All together it looks like this:

function formSubmitHandler() {
  Logger.log('my formSubmitHandler runs!');

  var templateDocId = '1-cllBTvj2qYiaii69VgO7X37mSo12KbOoBDPACVlsik';
  var archiveFolderId_ALL = '0Bzufe4iO7j5HRU0wSFljNHN3RHM';

  var newFileName = 'TEST_new_doc';
  var archiveFolder = DriveApp.getFolderById(archiveFolderId_ALL);

  var copyFile = DriveApp.getFileById(templateDocId).makeCopy(newFileName,archiveFolder);
}

4) verify that copying a document works, and grant permissions to do its thing

Run it now. It will tell you that it needs authorization to run – go ahead and grant that access.

gdoc_mailmerge_17_permision_needed_alert

gdoc_mailmerge_18_permision_needed_dialog

After the script runs you should now be able to go to your archive folder and see the new document.

 

gdoc_mailmerge_19_new_test_file_in_folder

Now delete that file – the next step will be creating a new one and having multiple around with the same name gets confusing (later we’ll add unique tags to distinguish them).

5) hook the function up to the form submit event

Hop back to the script editor. Then under the ‘Resources’ menu select the ‘All your triggers’ item.

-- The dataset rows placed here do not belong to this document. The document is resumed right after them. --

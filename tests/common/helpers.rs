//! Helpers for driving the router in-process

#![allow(dead_code)]

use axum::body::Body;
use axum::http::{Request, Response};
use axum::Router;
use igdl::core::web_server::{build_router, WebState};
use igdl::download::proxy::build_proxy_client;
use igdl::download::ResourceResolver;
use std::sync::Arc;
use tower::ServiceExt;

/// Router backed by the given resolver and a real proxy client.
pub fn test_router(resolver: Arc<dyn ResourceResolver>) -> Router {
    let client = build_proxy_client().expect("proxy client");
    build_router(WebState::new(resolver, client))
}

/// Issue a GET request against the router.
pub async fn get(router: Router, uri: &str) -> Response<Body> {
    router
        .oneshot(Request::builder().uri(uri).body(Body::empty()).unwrap())
        .await
        .unwrap()
}

pub async fn body_bytes(response: Response<Body>) -> Vec<u8> {
    axum::body::to_bytes(response.into_body(), usize::MAX)
        .await
        .unwrap()
        .to_vec()
}

pub async fn body_json(response: Response<Body>) -> serde_json::Value {
    serde_json::from_slice(&body_bytes(response).await).unwrap()
}
use axum::http::StatusCode;
use axum::response::{IntoResponse, Json, Response};
use serde_json::json;
use thiserror::Error;

use crate::core::validation::ValidationError;
use crate::download::error::ResolverError;

/// Centralized error type for the application
///
/// Every handler error is converted to this enum; `IntoResponse` turns it into
/// a `{ "message": ... }` JSON body with the matching status code.
///
/// # Example
///
/// ```
/// use igdl::core::error::AppError;
/// use igdl::core::validation::ValidationError;
///
/// let err: AppError = ValidationError::MissingUrl.into();
/// assert_eq!(err.to_string(), "Missing url");
/// ```
#[derive(Error, Debug)]
pub enum AppError {
    /// Malformed or missing client input. Never retried.
    #[error(transparent)]
    Validation(#[from] ValidationError),

    /// Resolver failed; the message is surfaced to the client as-is
    #[error(transparent)]
    Resolver(#[from] ResolverError),

    /// Proxied fetch failed or returned a non-success status
    #[error("Upstream error: {0}")]
    Upstream(String),
}

/// Type alias for Result with AppError
pub type AppResult<T> = Result<T, AppError>;

impl AppError {
    /// HTTP status this error maps to.
    pub fn status_code(&self) -> StatusCode {
        match self {
            AppError::Validation(_) => StatusCode::BAD_REQUEST,
            AppError::Resolver(_) => StatusCode::INTERNAL_SERVER_ERROR,
            AppError::Upstream(_) => StatusCode::BAD_GATEWAY,
        }
    }

    /// Short label for metrics
    pub fn category(&self) -> &'static str {
        match self {
            AppError::Validation(_) => "validation",
            AppError::Resolver(e) => e.subcategory(),
            AppError::Upstream(_) => "upstream",
        }
    }
}

impl IntoResponse for AppError {
    fn into_response(self) -> Response {
        let status = self.status_code();
        let message = self.to_string();

        if status.is_server_error() {
            log::error!("Request failed ({}): {}", status.as_u16(), message);
        } else {
            log::warn!("Rejected request ({}): {}", status.as_u16(), message);
        }

        (status, Json(json!({ "message": message }))).into_response()
    }
}
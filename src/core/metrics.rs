//! Prometheus metrics for the analyze and download endpoints
//!
//! All metrics are registered in the default registry and exposed on `/metrics`.

use lazy_static::lazy_static;
use prometheus::{register_counter, register_counter_vec, register_histogram, Counter, CounterVec, Histogram};

lazy_static! {
    /// Analyze requests by outcome
    /// Labels: outcome (success/invalid_link/<resolver error subcategory>)
    pub static ref ANALYZE_REQUESTS_TOTAL: CounterVec = register_counter_vec!(
        "igdl_analyze_requests_total",
        "Total number of analyze requests by outcome",
        &["outcome"]
    )
    .unwrap();

    /// Time spent inside the resolver per analyze request
    pub static ref RESOLVE_DURATION_SECONDS: Histogram = register_histogram!(
        "igdl_resolve_duration_seconds",
        "Time spent resolving a post into media resources",
        vec![0.1, 0.25, 0.5, 1.0, 2.5, 5.0, 10.0, 30.0]
    )
    .unwrap();

    /// Download proxy requests by outcome
    /// Labels: outcome (success/validation/upstream)
    pub static ref DOWNLOAD_REQUESTS_TOTAL: CounterVec = register_counter_vec!(
        "igdl_download_requests_total",
        "Total number of download proxy requests by outcome",
        &["outcome"]
    )
    .unwrap();

    /// Bytes streamed to clients through the download proxy
    pub static ref PROXIED_BYTES_TOTAL: Counter = register_counter!(
        "igdl_proxied_bytes_total",
        "Total number of bytes streamed through the download proxy"
    )
    .unwrap();
}

/// Initialize metrics (call this at startup to register all metrics)
pub fn init_metrics() {
    log::info!("Initializing metrics registry...");

    let _ = &*RESOLVE_DURATION_SECONDS;
    let _ = &*PROXIED_BYTES_TOTAL;

    // Pre-create common label combinations so they show up with 0 values
    for outcome in ["success", "invalid_link", "network", "not_found", "other"] {
        ANALYZE_REQUESTS_TOTAL.with_label_values(&[outcome]);
    }
    for outcome in ["success", "validation", "upstream"] {
        DOWNLOAD_REQUESTS_TOTAL.with_label_values(&[outcome]);
    }

    log::info!("Metrics registry initialized");
}

pub fn record_analyze(outcome: &str) {
    ANALYZE_REQUESTS_TOTAL.with_label_values(&[outcome]).inc();
}

pub fn record_download(outcome: &str) {
    DOWNLOAD_REQUESTS_TOTAL.with_label_values(&[outcome]).inc();
}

gdoc_mailmerge_20_triggers_menu

Delete anything that’s there (click the X box on the left of each item) until the triggers list is empty:

gdoc_mailmerge_21_triggers_empty_list

then click on the link to add a new trigger. In the ‘Run’ column you should see the name of your function. Under the ‘Events’ column, select ‘From spreadsheet’, then set the next field to the right to ‘On form submit’.

gdoc_mailmerge_22_triggers_form_submit

Save it – you’ll need to give additional authorization.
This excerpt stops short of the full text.